● Problem to work on:
Note how many lines in these entries contain "froms", and reply with that number alone.

[Records from a dataset]
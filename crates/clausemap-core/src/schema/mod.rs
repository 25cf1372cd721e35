//! Table and column metadata.
//!
//! A [`Table`] is a cheap, shareable handle over an immutable definition.
//! Columns are handed out as [`ColumnRef`] clause elements that remember
//! which selectable they belong to and which physical column they stand for.

mod reflect;

use std::fmt;
use std::hash::{Hash, Hasher};
use std::sync::Arc;

pub use reflect::{ReflectedColumn, TableReflection};

use crate::clause::{Alias, ClauseNode, Delete, Insert, Join, Select, Update};
use crate::error::{CompileError, Result};
use crate::types::SqlType;

/// A database sequence used to generate primary key values.
#[derive(Debug, Clone, PartialEq, Eq, Hash)]
pub struct Sequence {
    /// Sequence name.
    pub name: String,
    /// First value.
    pub start: i64,
    /// Step between values.
    pub increment: i64,
    /// Only used on dialects without native autoincrement.
    pub optional: bool,
}

impl Sequence {
    /// Creates a sequence starting at 1.
    #[must_use]
    pub fn new(name: impl Into<String>) -> Self {
        Self {
            name: name.into(),
            start: 1,
            increment: 1,
            optional: false,
        }
    }

    /// Marks the sequence as optional.
    #[must_use]
    pub const fn optional(mut self) -> Self {
        self.optional = true;
        self
    }
}

/// A foreign key constraint from one local column to a column on another table.
#[derive(Debug, Clone, PartialEq, Eq, Hash)]
pub struct ForeignKey {
    /// Local column name.
    pub column: String,
    /// Referenced table name.
    pub ref_table: String,
    /// Referenced column name.
    pub ref_column: String,
}

/// Column definition used to build a [`Table`].
#[derive(Debug, Clone, PartialEq, Eq, Hash)]
pub struct ColumnDef {
    /// Column name.
    pub name: String,
    /// Column type.
    pub ty: SqlType,
    /// Whether NULL is allowed.
    pub nullable: bool,
    /// Whether the column is part of the primary key.
    pub primary_key: bool,
    /// Referenced `(table, column)`, if any.
    pub references: Option<(String, String)>,
    /// Key generator, if any.
    pub sequence: Option<Sequence>,
}

impl ColumnDef {
    /// Creates a nullable column.
    #[must_use]
    pub fn new(name: impl Into<String>, ty: SqlType) -> Self {
        Self {
            name: name.into(),
            ty,
            nullable: true,
            primary_key: false,
            references: None,
            sequence: None,
        }
    }

    /// Makes the column part of the primary key (implies NOT NULL).
    #[must_use]
    pub const fn primary_key(mut self) -> Self {
        self.primary_key = true;
        self.nullable = false;
        self
    }

    /// Marks the column NOT NULL.
    #[must_use]
    pub const fn not_null(mut self) -> Self {
        self.nullable = false;
        self
    }

    /// Adds a foreign key to `"table.column"`.
    #[must_use]
    pub fn references(mut self, target: &str) -> Self {
        let (table, column) = match target.rsplit_once('.') {
            Some((t, c)) => (t.to_string(), c.to_string()),
            None => (target.to_string(), self.name.clone()),
        };
        self.references = Some((table, column));
        self
    }

    /// Attaches a sequence.
    #[must_use]
    pub fn sequence(mut self, sequence: Sequence) -> Self {
        self.sequence = Some(sequence);
        self
    }
}

#[derive(Debug)]
struct TableDef {
    name: String,
    schema: Option<String>,
    columns: Vec<ColumnDef>,
}

/// A table: a named, schema-qualified list of typed columns.
///
/// Cloning is cheap. Two handles are equal when they name the same table.
#[derive(Clone)]
pub struct Table(Arc<TableDef>);

impl Table {
    /// Creates a table in the default schema.
    #[must_use]
    pub fn new(name: impl Into<String>, columns: Vec<ColumnDef>) -> Self {
        Self(Arc::new(TableDef {
            name: name.into(),
            schema: None,
            columns,
        }))
    }

    /// Creates a table in a named schema.
    #[must_use]
    pub fn with_schema(
        name: impl Into<String>,
        schema: impl Into<String>,
        columns: Vec<ColumnDef>,
    ) -> Self {
        Self(Arc::new(TableDef {
            name: name.into(),
            schema: Some(schema.into()),
            columns,
        }))
    }

    /// Table name without schema.
    #[must_use]
    pub fn name(&self) -> &str {
        &self.0.name
    }

    /// Schema name, if any.
    #[must_use]
    pub fn schema(&self) -> Option<&str> {
        self.0.schema.as_deref()
    }

    /// Schema-qualified name as rendered in SQL.
    #[must_use]
    pub fn fullname(&self) -> String {
        match &self.0.schema {
            Some(schema) => format!("{schema}.{}", self.0.name),
            None => self.0.name.clone(),
        }
    }

    /// Raw column definitions.
    #[must_use]
    pub fn column_defs(&self) -> &[ColumnDef] {
        &self.0.columns
    }

    /// Looks up a column by name.
    #[must_use]
    pub fn column(&self, name: &str) -> Option<ColumnRef> {
        self.0
            .columns
            .iter()
            .find(|def| def.name == name)
            .map(|def| self.column_ref(def))
    }

    /// Looks up a column by name, failing with a compile error.
    ///
    /// # Errors
    ///
    /// Fails when the table has no column `name`.
    pub fn try_c(&self, name: &str) -> Result<ColumnRef> {
        self.column(name).ok_or_else(|| CompileError::UnknownColumn {
            table: self.fullname(),
            column: name.to_string(),
        })
    }

    /// Returns the named column.
    ///
    /// # Panics
    ///
    /// Panics if the table has no such column.
    #[must_use]
    pub fn c(&self, name: &str) -> ColumnRef {
        match self.column(name) {
            Some(column) => column,
            None => panic!("table '{}' has no column '{name}'", self.fullname()),
        }
    }

    /// All columns in definition order.
    #[must_use]
    pub fn columns(&self) -> Vec<ColumnRef> {
        self.0.columns.iter().map(|def| self.column_ref(def)).collect()
    }

    /// Primary key columns in definition order.
    #[must_use]
    pub fn primary_key(&self) -> Vec<ColumnRef> {
        self.0
            .columns
            .iter()
            .filter(|def| def.primary_key)
            .map(|def| self.column_ref(def))
            .collect()
    }

    /// Foreign keys declared on this table's columns.
    #[must_use]
    pub fn foreign_keys(&self) -> Vec<ForeignKey> {
        self.0
            .columns
            .iter()
            .filter_map(|def| {
                def.references.as_ref().map(|(table, column)| ForeignKey {
                    column: def.name.clone(),
                    ref_table: table.clone(),
                    ref_column: column.clone(),
                })
            })
            .collect()
    }

    /// `SELECT` of every column of this table.
    #[must_use]
    pub fn select(&self) -> Select {
        crate::clause::select([self.clone()])
    }

    /// `INSERT` into this table.
    #[must_use]
    pub fn insert(&self) -> Insert {
        Insert::new(self.clone())
    }

    /// `UPDATE` of this table.
    #[must_use]
    pub fn update(&self) -> Update {
        Update::new(self.clone())
    }

    /// `DELETE` from this table.
    #[must_use]
    pub fn delete(&self) -> Delete {
        Delete::new(self.clone())
    }

    /// Aliases this table under `name`.
    #[must_use]
    pub fn alias(&self, name: impl Into<String>) -> Alias {
        Alias::new(self.clone(), name)
    }

    /// Inner join with the condition inferred from foreign keys.
    ///
    /// # Errors
    ///
    /// Fails when no foreign key joins the two sides.
    pub fn join(&self, right: impl Into<ClauseNode>) -> Result<Join> {
        Join::infer(self.clone(), right, false)
    }

    /// Left outer join with the condition inferred from foreign keys.
    ///
    /// # Errors
    ///
    /// Fails when no foreign key joins the two sides.
    pub fn outerjoin(&self, right: impl Into<ClauseNode>) -> Result<Join> {
        Join::infer(self.clone(), right, true)
    }

    fn column_ref(&self, def: &ColumnDef) -> ColumnRef {
        ColumnRef {
            owner: ColumnOwner::Table(self.clone()),
            name: def.name.clone(),
            ty: def.ty,
            primary_key: def.primary_key,
            origin: ColumnIdent::new(self.fullname(), def.name.clone()),
        }
    }
}

impl PartialEq for Table {
    fn eq(&self, other: &Self) -> bool {
        Arc::ptr_eq(&self.0, &other.0)
            || (self.0.name == other.0.name && self.0.schema == other.0.schema)
    }
}

impl Eq for Table {}

impl Hash for Table {
    fn hash<H: Hasher>(&self, state: &mut H) {
        self.0.schema.hash(state);
        self.0.name.hash(state);
    }
}

impl fmt::Debug for Table {
    fn fmt(&self, f: &mut fmt::Formatter<'_>) -> fmt::Result {
        write!(f, "Table({})", self.fullname())
    }
}

/// Identifies a physical column as `(table fullname, column name)`.
#[derive(Debug, Clone, PartialEq, Eq, Hash, PartialOrd, Ord)]
pub struct ColumnIdent {
    /// Table fullname; empty for free-standing columns.
    pub table: String,
    /// Column name.
    pub column: String,
}

impl ColumnIdent {
    /// Creates an identifier.
    #[must_use]
    pub fn new(table: impl Into<String>, column: impl Into<String>) -> Self {
        Self {
            table: table.into(),
            column: column.into(),
        }
    }
}

impl fmt::Display for ColumnIdent {
    fn fmt(&self, f: &mut fmt::Formatter<'_>) -> fmt::Result {
        if self.table.is_empty() {
            f.write_str(&self.column)
        } else {
            write!(f, "{}.{}", self.table, self.column)
        }
    }
}

/// The selectable a column reference belongs to.
#[derive(Debug, Clone, PartialEq, Eq, Hash)]
pub enum ColumnOwner {
    /// A base table.
    Table(Table),
    /// A proxy on an alias.
    Alias(Alias),
    /// A free-standing column with no table.
    Anonymous,
}

/// A column as a clause element.
#[derive(Debug, Clone, PartialEq, Eq, Hash)]
pub struct ColumnRef {
    owner: ColumnOwner,
    name: String,
    ty: SqlType,
    primary_key: bool,
    origin: ColumnIdent,
}

impl ColumnRef {
    /// A free-standing column rendered by its bare name.
    #[must_use]
    pub fn anonymous(name: impl Into<String>, ty: SqlType) -> Self {
        let name = name.into();
        Self {
            owner: ColumnOwner::Anonymous,
            origin: ColumnIdent::new("", name.clone()),
            name,
            ty,
            primary_key: false,
        }
    }

    pub(crate) fn proxy(source: &Self, alias: &Alias, name: String) -> Self {
        Self {
            owner: ColumnOwner::Alias(alias.clone()),
            name,
            ty: source.ty,
            primary_key: source.primary_key,
            origin: source.origin.clone(),
        }
    }

    /// Column name.
    #[must_use]
    pub fn name(&self) -> &str {
        &self.name
    }

    /// Column type.
    #[must_use]
    pub const fn ty(&self) -> SqlType {
        self.ty
    }

    /// Whether the column is part of its table's primary key.
    #[must_use]
    pub const fn is_primary_key(&self) -> bool {
        self.primary_key
    }

    /// The selectable that owns this column.
    #[must_use]
    pub const fn owner(&self) -> &ColumnOwner {
        &self.owner
    }

    /// The owning table, when the owner is a base table.
    #[must_use]
    pub const fn table(&self) -> Option<&Table> {
        match &self.owner {
            ColumnOwner::Table(t) => Some(t),
            _ => None,
        }
    }

    /// The physical column this reference ultimately stands for.
    #[must_use]
    pub const fn origin(&self) -> &ColumnIdent {
        &self.origin
    }

    /// Name of the owner as it appears in SQL, if any.
    #[must_use]
    pub fn owner_name(&self) -> Option<String> {
        match &self.owner {
            ColumnOwner::Table(t) => Some(t.fullname()),
            ColumnOwner::Alias(a) => Some(a.name().to_string()),
            ColumnOwner::Anonymous => None,
        }
    }

    /// `owner.column`, or the bare name for free-standing columns.
    #[must_use]
    pub fn qualified_name(&self) -> String {
        match self.owner_name() {
            Some(owner) => format!("{owner}.{}", self.name),
            None => self.name.clone(),
        }
    }

    /// Default result label and bind name: `owner_column`.
    #[must_use]
    pub fn label(&self) -> String {
        match &self.owner {
            ColumnOwner::Table(t) => format!("{}_{}", t.name(), self.name),
            ColumnOwner::Alias(a) => format!("{}_{}", a.name(), self.name),
            ColumnOwner::Anonymous => self.name.clone(),
        }
    }

    /// Whether both references stand for the same physical column.
    #[must_use]
    pub fn same_origin(&self, other: &Self) -> bool {
        self.origin == other.origin
    }
}

#[cfg(test)]
mod tests {
    use super::*;

    fn users() -> Table {
        Table::new(
            "users",
            vec![
                ColumnDef::new("user_id", SqlType::Integer).primary_key(),
                ColumnDef::new("user_name", SqlType::varchar(40)).not_null(),
            ],
        )
    }

    #[test]
    fn test_table_columns_and_primary_key() {
        let t = users();
        assert_eq!(t.columns().len(), 2);
        let pk = t.primary_key();
        assert_eq!(pk.len(), 1);
        assert_eq!(pk[0].name(), "user_id");
        assert!(t.column("missing").is_none());
        assert!(t.try_c("missing").is_err());
    }

    #[test]
    fn test_foreign_key_parsing() {
        let t = Table::new(
            "addresses",
            vec![
                ColumnDef::new("address_id", SqlType::Integer).primary_key(),
                ColumnDef::new("user_id", SqlType::Integer).references("users.user_id"),
            ],
        );
        assert_eq!(
            t.foreign_keys(),
            vec![ForeignKey {
                column: "user_id".into(),
                ref_table: "users".into(),
                ref_column: "user_id".into(),
            }]
        );
    }

    #[test]
    fn test_column_label_and_qualified_name() {
        let t = users();
        let c = t.c("user_name");
        assert_eq!(c.label(), "users_user_name");
        assert_eq!(c.qualified_name(), "users.user_name");
        assert_eq!(c.origin().to_string(), "users.user_name");
    }

    #[test]
    fn test_schema_qualified_fullname() {
        let t = Table::with_schema("users", "main", vec![]);
        assert_eq!(t.fullname(), "main.users");
    }

    #[test]
    fn test_tables_equal_by_name() {
        assert_eq!(users(), users());
        assert_eq!(users().c("user_id"), users().c("user_id"));
    }
}
impl Compiler<'_> {
    fn render(&mut self, node: &ClauseNode) -> Result<String> {
        match node {
            ClauseNode::Table(t) => Ok(t.fullname()),
            ClauseNode::Column(c) => Ok(c.qualified_name()),
            ClauseNode::Alias(a) => self.render_alias(a),
            ClauseNode::Join(j) => self.render_join(j),
            ClauseNode::BindParam(b) => Ok(self.bind(b)),
            ClauseNode::Text(t) => Ok(self.render_text(t.text())),
            ClauseNode::Null => Ok(String::from("NULL")),
            ClauseNode::Unary(u) => {
                let operand = self.render_operand(u.operand())?;
                match u.op() {
                    UnaryOp::Exists => Ok(format!("EXISTS {operand}")),
                    UnaryOp::Not => match u.operand() {
                        ClauseNode::Compound(c) if c.is_parenthesized() => Ok(format!("NOT {operand}")),
                        ClauseNode::Select(_) => Ok(format!("NOT {operand}")),
                        _ => Ok(format!("NOT ({operand})")),
                    },
                }
            }
            ClauseNode::Binary(b) => self.render_binary(b),
            ClauseNode::Compound(c) => {
                let mut parts = Vec::with_capacity(c.clauses().len());
                for clause in c.clauses() {
                    let part = self.render(clause)?;
                    if !part.is_empty() {
                        parts.push(part);
                    }
                }
                let body = parts.join(c.op().separator());
                if c.is_parenthesized() && !body.is_empty() {
                    Ok(format!("({body})"))
                } else {
                    Ok(body)
                }
            }
            ClauseNode::Select(s) => {
                let nested = self.depth > 0;
                let sql = self.render_select(s)?;
                Ok(if nested { format!("({sql})") } else { sql })
            }
            ClauseNode::Insert(i) => self.render_insert(i),
            ClauseNode::Update(u) => self.render_update(u),
            ClauseNode::Delete(d) => self.render_delete(d),
        }
    }

    // Subqueries in operand position are always parenthesized.
    fn render_operand(&mut self, node: &ClauseNode) -> Result<String> {
        match node {
            ClauseNode::Select(s) => Ok(format!("({})", self.render_select(s)?)),
            other => self.render(other),
        }
    }

    fn render_binary(&mut self, b: &Binary) -> Result<String> {
        let has_null = matches!(b.left(), ClauseNode::Null) || matches!(b.right(), ClauseNode::Null);
        if has_null && !matches!(b.op(), Operator::Is | Operator::IsNot | Operator::Eq) {
            return Err(CompileError::NullComparison {
                operator: b.op().as_str().to_string(),
            });
        }
        let left = self.render_operand(b.left())?;
        let right = self.render_operand(b.right())?;
        Ok(format!("{left} {} {right}", b.op().as_str()))
    }

    fn render_select(&mut self, s: &Select) -> Result<String> {
        let nested = self.depth > 0;
        self.depth += 1;
        let result = self.render_select_body(s, nested);
        self.depth -= 1;
        result
    }

    fn render_select_body(&mut self, s: &Select, nested: bool) -> Result<String> {
        let mut columns = Vec::new();
        let mut seen: HashSet<LabelKey> = HashSet::new();
        for node in s.columns() {
            match node {
                ClauseNode::Table(_) | ClauseNode::Alias(_) | ClauseNode::Join(_) | ClauseNode::Column(_) => {
                    for column in node.columns() {
                        if !seen.insert(label_key(&column)) {
                            continue;
                        }
                        let name = column.qualified_name();
                        if s.has_labels() && column.owner_name().is_some() {
                            let label = self.assign_label(&column);
                            columns.push(format!("{name} AS {label}"));
                        } else {
                            columns.push(name);
                        }
                    }
                }
                other => columns.push(self.render(other)?),
            }
        }

        let mut sql = String::from("SELECT ");
        if s.is_distinct() {
            sql.push_str("DISTINCT ");
        }
        sql.push_str(&columns.join(", "));

        let froms = s.visible_froms();
        if froms.is_empty() {
            if !nested && s.correlated().is_none() {
                return Err(CompileError::NoFromClause);
            }
        } else {
            let mut rendered = Vec::with_capacity(froms.len());
            for entry in froms {
                rendered.push(self.render_from_entry(entry)?);
            }
            sql.push_str(" FROM ");
            sql.push_str(&rendered.join(", "));
        }

        if let Some(clause) = s.where_clause() {
            let clause = self.render(clause)?;
            if !clause.is_empty() {
                sql.push_str(" WHERE ");
                sql.push_str(&clause);
            }
        }

        if !s.group_by.is_empty() {
            let mut exprs = Vec::with_capacity(s.group_by.len());
            for expr in &s.group_by {
                exprs.push(self.render(expr)?);
            }
            sql.push_str(" GROUP BY ");
            sql.push_str(&exprs.join(", "));
        }

        if let Some(having) = &s.having {
            let having = self.render(having)?;
            sql.push_str(" HAVING ");
            sql.push_str(&having);
        }

        if !s.order_by_items().is_empty() {
            let mut items = Vec::with_capacity(s.order_by_items().len());
            for item in s.order_by_items() {
                let expr = self.render(item.expr())?;
                items.push(if item.is_descending() {
                    format!("{expr} DESC")
                } else {
                    expr
                });
            }
            sql.push_str(" ORDER BY ");
            sql.push_str(&items.join(", "));
        }

        sql.push_str(&self.dialect.limit_clause(s.limit_value(), s.offset_value()));

        for (op, other) in &s.compounds {
            let other = self.render_select(other)?;
            sql.push(' ');
            sql.push_str(op.as_str());
            sql.push(' ');
            sql.push_str(&other);
        }

        Ok(sql)
    }

    fn render_from_entry(&mut self, entry: &FromEntry) -> Result<String> {
        match entry {
            FromEntry::Table(t) => Ok(t.fullname()),
            FromEntry::Alias(a) => self.render_alias(a),
            FromEntry::Join(j) => self.render_join(j),
            FromEntry::Select(s) => Ok(format!("({})", self.render_select(s)?)),
            FromEntry::Hidden => Ok(String::new()),
        }
    }

    fn render_from_node(&mut self, node: &ClauseNode) -> Result<String> {
        match node {
            ClauseNode::Select(s) => Ok(format!("({})", self.render_select(s)?)),
            other => self.render(other),
        }
    }

    fn render_alias(&mut self, alias: &Alias) -> Result<String> {
        let inner = match alias.inner() {
            ClauseNode::Table(t) => t.fullname(),
            ClauseNode::Select(s) => format!("({})", self.render_select(s)?),
            other => format!("({})", self.render_from_node(other)?),
        };
        Ok(format!("{inner} AS {}", alias.name()))
    }

    fn render_join(&mut self, join: &Join) -> Result<String> {
        let left = self.render_from_node(join.left())?;
        let right = match join.right() {
            ClauseNode::Join(_) => format!("({})", self.render_from_node(join.right())?),
            other => self.render_from_node(other)?,
        };
        let on = self.render(join.on_clause())?;
        let keyword = if join.is_outer() {
            "LEFT OUTER JOIN"
        } else {
            "JOIN"
        };
        Ok(format!("{left} {keyword} {right} ON {on}"))
    }

    fn render_insert(&mut self, insert: &Insert) -> Result<String> {
        let table = insert.table().fullname();
        let params = insert.column_params(self.overrides);
        if params.is_empty() {
            return Ok(format!("INSERT INTO {table} DEFAULT VALUES"));
        }
        self.depth += 1;
        let mut names = Vec::with_capacity(params.len());
        let mut values = Vec::with_capacity(params.len());
        for (column, value) in &params {
            names.push(column.name().to_string());
            values.push(self.render_operand(value)?);
        }
        self.depth -= 1;
        Ok(format!(
            "INSERT INTO {table} ({}) VALUES ({})",
            names.join(", "),
            values.join(", ")
        ))
    }

    fn render_update(&mut self, update: &Update) -> Result<String> {
        let table = update.table().fullname();
        let params = update.column_params(self.overrides);
        self.depth += 1;
        let mut sets = Vec::with_capacity(params.len());
        for (column, value) in &params {
            sets.push(format!("{} = {}", column.name(), self.render_operand(value)?));
        }
        let mut sql = format!("UPDATE {table} SET {}", sets.join(", "));
        if let Some(clause) = update.where_clause() {
            let clause = self.render_criteria(clause)?;
            if !clause.is_empty() {
                sql.push_str(" WHERE ");
                sql.push_str(&clause);
            }
        }
        self.depth -= 1;
        Ok(sql)
    }

    fn render_delete(&mut self, delete: &Delete) -> Result<String> {
        let mut sql = format!("DELETE FROM {}", delete.table().fullname());
        self.depth += 1;
        if let Some(clause) = delete.where_clause() {
            let clause = self.render_criteria(clause)?;
            if !clause.is_empty() {
                sql.push_str(" WHERE ");
                sql.push_str(&clause);
            }
        }
        self.depth -= 1;
        Ok(sql)
    }

    fn render_criteria(&mut self, clause: &ClauseNode) -> Result<String> {
        self.in_criteria = true;
        let result = self.render(clause);
        self.in_criteria = false;
        result
    }

    // Rewrites `:name` tokens outside string literals as bind placeholders.
    fn render_text(&mut self, text: &str) -> String {
        let chars: Vec<char> = text.chars().collect();
        let mut out = String::with_capacity(text.len());
        let mut in_quote = false;
        let mut i = 0;
        while i < chars.len() {
            let ch = chars[i];
            if ch == '\'' {
                in_quote = !in_quote;
            } else if !in_quote
                && ch == ':'
                && (i == 0 || chars[i - 1] != ':')
                && chars
                    .get(i + 1)
                    .is_some_and(|next| next.is_ascii_alphabetic() || *next == '_')
            {
                let start = i + 1;
                let mut end = start;
                while end < chars.len() && (chars[end].is_ascii_alphanumeric() || chars[end] == '_') {
                    end += 1;
                }
                let name: String = chars[start..end].iter().collect();
                let placeholder = self.bind(&BindParam::new(name));
                out.push_str(&placeholder);
                i = end;
                continue;
            }
            out.push(ch);
            i += 1;
        }
        out
    }

    fn bind(&mut self, bind: &BindParam) -> String {
        let name = self.bind_name(bind);
        if self.in_criteria {
            self.criteria.insert(name.clone());
        }
        match self.dialect.param_style() {
            ParamStyle::Qmark => {
                self.positional.push(name);
                String::from("?")
            }
            ParamStyle::Numbered => {
                let index = match self.positional.iter().position(|n| *n == name) {
                    Some(index) => index,
                    None => {
                        self.positional.push(name);
                        self.positional.len() - 1
                    }
                };
                format!("${}", index + 1)
            }
            ParamStyle::Named => {
                let placeholder = format!(":{name}");
                if !self.positional.contains(&name) {
                    self.positional.push(name);
                }
                placeholder
            }
        }
    }

    // Distinct parameters sharing a key are renamed `key_1`, `key_2`, ...
    fn bind_name(&mut self, bind: &BindParam) -> String {
        let mut name = bind.key().to_string();
        let mut n = 0;
        loop {
            match self.binds.get(&name) {
                None => {
                    self.binds.insert(name.clone(), bind.clone());
                    return name;
                }
                Some(existing) if existing == bind => return name,
                Some(_) => {
                    n += 1;
                    name = format!("{}_{n}", bind.key());
                }
            }
        }
    }

    fn assign_label(&mut self, column: &ColumnRef) -> String {
        let key = label_key(column);
        if let Some(label) = self.labels.get(&key) {
            return label.clone();
        }
        let base = column.label();
        let mut label = base.clone();
        let mut n = 0;
        while self.used_labels.contains(&label) {
            n += 1;
            label = format!("{base}_{n}");
        }
        self.used_labels.insert(label.clone());
        self.labels.insert(key, label.clone());
        label
    }
}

● Task answer:
4